Итак, ойа открывала Мичи действительного, настоящего Аши; потрясенный до глубины души, понимал он, что прежде ему вообще не доводилось узнать хоть что-нибудь в такой полноте, с такой ясностью и глубиной; Аши он знал теперь так, как до сих пор еще не знал никого, да и ничего в своей жизни.
Ойа вела Мичи сквозь вереницу образов, отзвуков, запахов, ощущений – углубляясь в одни, едва касаясь иных, проскальзывая, сосредотачиваясь; переживания эти складывались понемногу в единое целое, вплетались друг в друга отголосками, послевкусием, накапливались, сгущались, воспринимались едва ли уже не разом, одновременно – расплываясь, теряя четкость, но набирая силу и глубину. Что-то происходило, назревало будто бы, собиралось – так что последний глоток ойи не оказался для Мичи вовсе уж неожиданным.

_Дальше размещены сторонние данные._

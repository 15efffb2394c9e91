//! rollcall-core: Face matching and attendance decisions.
//!
//! Wraps the ONNX face detector and descriptor model behind
//! [`FaceAnalyzer`], resolves descriptors to registered identities and
//! turns recognition events into deduplicated attendance records.

pub mod analyzer;
pub mod decision;
pub mod detector;
pub mod matcher;
pub mod recognizer;
pub mod report;
pub mod types;

pub use analyzer::{AnalyzerError, FaceAnalyzer, FrameRef, OnnxFaceAnalyzer};
pub use decision::{AttendanceSink, Decision, DecisionEngine};
pub use matcher::{EuclideanMatcher, IdentityMatcher, MatchOutcome, MATCH_THRESHOLD};
pub use types::{
    AttendanceRecord, AttendanceStatus, BoundingBox, Descriptor, DetectionResult, Identity,
    DESCRIPTOR_DIM,
};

Мичи еще продолжал ощущать – едва не ладонями – шероховатое плетение ткани, из которой был соткан Аши; за этим, однако, чувством, почти вещественным, явно скрывалось что-то еще, словно ткань эта была лишь завесой, да и вся ладная, добротная личность Аши, так его восхитившая, была только ширмой. Это уж слишком – думалось Мичи. Впечатлений, пожалуй, было уже и более, чем достаточно. Ему казалось, что новой волны переживаний он просто уже не выдержит – но тайна манила его, приветствовала призывно, ждала за последней завесой, скрывалась за очередным поворотом. Из уважения к ней Мичи готов был сейчас же остановиться – он ясно чувствовал, что сделать это очень легко, нужно только поставить на стол опустевшую чашку, раскурить, наконец, трубку, перекинуться с Аши парой слов – или взглядов, хотя бы, потому что слов подобрать, понятно, будет непросто – да и закончить уже, на сегодня, не пытаясь охватить необъятное, вместить в себя все и сразу; оставить последнее откровение на потом, до лучших времен, чтобы было, чего еще ждать, предвкушать, чтобы встретиться с ним позже, в полноте сил и ясном сознании – но зов тайны был слишком настойчив, и Мичи, не вполне уверенный, что какое-то «потом» обязательно будет, перестал ему сопротивляться.